• _EXERCISE OBJECTIVE_: All of the records should be restated word for word.

[Dataset entries]
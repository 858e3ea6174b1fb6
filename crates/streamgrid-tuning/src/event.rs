//! Tuning events and the reporter capability.

/// One explanatory message per tuning call; delivered and discarded.
#[derive(Debug, Clone, PartialEq, Eq)]
pub struct TuningEvent {
    pub message: String,
}

impl TuningEvent {
    pub fn new(message: impl Into<String>) -> Self {
        Self {
            message: message.into(),
        }
    }
}

/// Sink for tuning events.
///
/// The engine owns no queue or log; the caller passes a reporter per call
/// and decides how (or whether) to forward events.
pub trait EventReporter {
    fn report(&mut self, event: TuningEvent);
}

/// Reporter that keeps every event in memory, oldest first.
#[derive(Debug, Default)]
pub struct EventCollector {
    pub events: Vec<TuningEvent>,
}

impl EventReporter for EventCollector {
    fn report(&mut self, event: TuningEvent) {
        self.events.push(event);
    }
}

#[cfg(test)]
mod tests {
    use super::*;

    #[test]
    fn collector_keeps_events_in_order() {
        let mut collector = EventCollector::default();
        collector.report(TuningEvent::new("first"));
        collector.report(TuningEvent::new("second"));
        assert_eq!(collector.events[0].message, "first");
        assert_eq!(collector.events[1].message, "second");
    }
}
//! The worker process memory model.
//!
//! A worker derives its memory layout from the `worker.memory.*` options:
//! JVM overhead and metaspace are carved off the total first, network and
//! managed memory are fractions of the remaining job memory, and task heap
//! absorbs whatever is left. [`MemoryLayout::derive`] mirrors that
//! derivation for default options, so the tuning engine can reason about
//! the layout a worker would actually compute for a given total.

use streamgrid_state::MemSize;

/// Fixed heap reserved for the framework.
pub const DEFAULT_FRAMEWORK_HEAP: MemSize = MemSize::of_mebi_bytes(128);

/// Fixed off-heap region reserved for the framework.
pub const DEFAULT_FRAMEWORK_OFF_HEAP: MemSize = MemSize::of_mebi_bytes(128);

/// Default metaspace size.
pub const DEFAULT_METASPACE: MemSize = MemSize::of_mebi_bytes(256);

/// Network share of job memory.
///
/// The worker option schema types fraction options as single-precision
/// values; the defaults stay `f32` and are widened at the point of use so
/// derived sizes match the worker byte for byte.
pub const DEFAULT_NETWORK_FRACTION: f32 = 0.1;

/// Lower bound for the network share.
pub const NETWORK_MIN: MemSize = MemSize::of_mebi_bytes(64);

/// Managed share of job memory.
pub const DEFAULT_MANAGED_FRACTION: f32 = 0.4;

/// JVM overhead share of total process memory.
pub const DEFAULT_JVM_OVERHEAD_FRACTION: f32 = 0.1;

/// Lower bound for JVM overhead.
pub const JVM_OVERHEAD_MIN: MemSize = MemSize::of_mebi_bytes(192);

/// Upper bound for JVM overhead.
pub const JVM_OVERHEAD_MAX: MemSize = MemSize::of_mebi_bytes(1024);

/// One worker's memory layout.
///
/// Invariant: the components sum exactly to the total process memory the
/// layout was derived from. (For totals too small to host the fixed
/// components the remainders saturate at zero and the sum falls short;
/// such configurations cannot start a worker in the first place.)
#[derive(Debug, Clone, Copy, PartialEq, Eq)]
pub struct MemoryLayout {
    pub framework_heap: MemSize,
    pub task_heap: MemSize,
    pub framework_off_heap: MemSize,
    pub managed: MemSize,
    pub network: MemSize,
    pub metaspace: MemSize,
    pub jvm_overhead: MemSize,
}

impl MemoryLayout {
    /// Derive the layout a worker computes from `total` and default options.
    pub fn derive(total: MemSize) -> Self {
        let jvm_overhead =
            share(DEFAULT_JVM_OVERHEAD_FRACTION, total).clamp(JVM_OVERHEAD_MIN, JVM_OVERHEAD_MAX);
        let metaspace = DEFAULT_METASPACE;
        let job = total.saturating_sub(jvm_overhead + metaspace);

        let network = share(DEFAULT_NETWORK_FRACTION, job).max(NETWORK_MIN);
        let managed = share(DEFAULT_MANAGED_FRACTION, job);
        let task_heap = job
            .saturating_sub(DEFAULT_FRAMEWORK_HEAP + DEFAULT_FRAMEWORK_OFF_HEAP)
            .saturating_sub(network + managed);

        Self {
            framework_heap: DEFAULT_FRAMEWORK_HEAP,
            task_heap,
            framework_off_heap: DEFAULT_FRAMEWORK_OFF_HEAP,
            managed,
            network,
            metaspace,
            jvm_overhead,
        }
    }

    /// Framework plus task heap: everything that ends up on the JVM heap.
    pub fn jvm_heap(&self) -> MemSize {
        self.framework_heap + self.task_heap
    }

    /// Everything below metaspace and JVM overhead.
    pub fn job_memory(&self) -> MemSize {
        self.framework_heap + self.task_heap + self.framework_off_heap + self.managed + self.network
    }

    /// Sum of all components.
    pub fn total(&self) -> MemSize {
        self.job_memory() + self.metaspace + self.jvm_overhead
    }
}

/// Fraction of a base size, truncated to whole bytes.
///
/// Fractions are single-precision by schema and widened here; see
/// [`DEFAULT_NETWORK_FRACTION`].
pub(crate) fn share(fraction: f32, base: MemSize) -> MemSize {
    MemSize::new((f64::from(fraction) * base.bytes() as f64) as u64)
}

• _RESPONSE TO THE TASK_:
repository 858e3ea6174b1fb6
filename crates/streamgrid-tuning/src/event.rs
//! Tuning events and the reporter capability.

/// One explanatory message per tuning call; delivered and discarded.
#[derive(Debug, Clone, PartialEq, Eq)]
pub struct TuningEvent {
    pub message: String,
}

impl TuningEvent {
    pub fn new(message: impl Into<String>) -> Self {
        Self {
            message: message.into(),
        }
    }
}

/// Sink for tuning events.
///
/// The engine owns no queue or log; the caller passes a reporter per call
/// and decides how (or whether) to forward events.
pub trait EventReporter {
    fn report(&mut self, event: TuningEvent);
}

/// Reporter that keeps every event in memory, oldest first.
#[derive(Debug, Default)]
pub struct EventCollector {
    pub events: Vec<TuningEvent>,
}

impl EventReporter for EventCollector {
    fn report(&mut self, event: TuningEvent) {
        self.events.push(event);
    }
}

#[cfg(test)]
mod tests {
    use super::*;

    #[test]
    fn collector_keeps_events_in_order() {
        let mut collector = EventCollector::default();
        collector.report(TuningEvent::new("first"));
        collector.report(TuningEvent::new("second"));
        assert_eq!(collector.events[0].message, "first");
        assert_eq!(collector.events[1].message, "second");
    }
}
//! The worker process memory model.
//!
//! A worker derives its memory layout from the `worker.memory.*` options:
//! JVM overhead and metaspace are carved off the total first, network and
//! managed memory are fractions of the remaining job memory, and task heap
//! absorbs whatever is left. [`MemoryLayout::derive`] mirrors that
//! derivation for default options, so the tuning engine can reason about
//! the layout a worker would actually compute for a given total.

use streamgrid_state::MemSize;

/// Fixed heap reserved for the framework.
pub const DEFAULT_FRAMEWORK_HEAP: MemSize = MemSize::of_mebi_bytes(128);

/// Fixed off-heap region reserved for the framework.
pub const DEFAULT_FRAMEWORK_OFF_HEAP: MemSize = MemSize::of_mebi_bytes(128);

/// Default metaspace size.
pub const DEFAULT_METASPACE: MemSize = MemSize::of_mebi_bytes(256);

/// Network share of job memory.
///
/// The worker option schema types fraction options as single-precision
/// values; the defaults stay `f32` and are widened at the point of use so
/// derived sizes match the worker byte for byte.
pub const DEFAULT_NETWORK_FRACTION: f32 = 0.1;

/// Lower bound for the network share.
pub const NETWORK_MIN: MemSize = MemSize::of_mebi_bytes(64);

/// Managed share of job memory.
pub const DEFAULT_MANAGED_FRACTION: f32 = 0.4;

/// JVM overhead share of total process memory.
pub const DEFAULT_JVM_OVERHEAD_FRACTION: f32 = 0.1;

/// Lower bound for JVM overhead.
pub const JVM_OVERHEAD_MIN: MemSize = MemSize::of_mebi_bytes(192);

/// Upper bound for JVM overhead.
pub const JVM_OVERHEAD_MAX: MemSize = MemSize::of_mebi_bytes(1024);

/// One worker's memory layout.
///
/// Invariant: the components sum exactly to the total process memory the
/// layout was derived from. (For totals too small to host the fixed
/// components the remainders saturate at zero and the sum falls short;
/// such configurations cannot start a worker in the first place.)
#[derive(Debug, Clone, Copy, PartialEq, Eq)]
pub struct MemoryLayout {
    pub framework_heap: MemSize,
    pub task_heap: MemSize,
    pub framework_off_heap: MemSize,
    pub managed: MemSize,
    pub network: MemSize,
    pub metaspace: MemSize,
    pub jvm_overhead: MemSize,
}

impl MemoryLayout {
    /// Derive the layout a worker computes from `total` and default options.
    pub fn derive(total: MemSize) -> Self {
        let jvm_overhead =
            share(DEFAULT_JVM_OVERHEAD_FRACTION, total).clamp(JVM_OVERHEAD_MIN, JVM_OVERHEAD_MAX);
        let metaspace = DEFAULT_METASPACE;
        let job = total.saturating_sub(jvm_overhead + metaspace);

        let network = share(DEFAULT_NETWORK_FRACTION, job).max(NETWORK_MIN);
        let managed = share(DEFAULT_MANAGED_FRACTION, job);
        let task_heap = job
            .saturating_sub(DEFAULT_FRAMEWORK_HEAP + DEFAULT_FRAMEWORK_OFF_HEAP)
            .saturating_sub(network + managed);

        Self {
            framework_heap: DEFAULT_FRAMEWORK_HEAP,
            task_heap,
            framework_off_heap: DEFAULT_FRAMEWORK_OFF_HEAP,
            managed,
            network,
            metaspace,
            jvm_overhead,
        }
    }

    /// Framework plus task heap: everything that ends up on the JVM heap.
    pub fn jvm_heap(&self) -> MemSize {
        self.framework_heap + self.task_heap
    }

    /// Everything below metaspace and JVM overhead.
    pub fn job_memory(&self) -> MemSize {
        self.framework_heap + self.task_heap + self.framework_off_heap + self.managed + self.network
    }

    /// Sum of all components.
    pub fn total(&self) -> MemSize {
        self.job_memory() + self.metaspace + self.jvm_overhead
    }
}

/// Fraction of a base size, truncated to whole bytes.
///
/// Fractions are single-precision by schema and widened here; see
/// [`DEFAULT_NETWORK_FRACTION`].
pub(crate) fn share(fraction: f32, base: MemSize) -> MemSize {
    MemSize::new((f64::from(fraction) * base.bytes() as f64) as u64)
}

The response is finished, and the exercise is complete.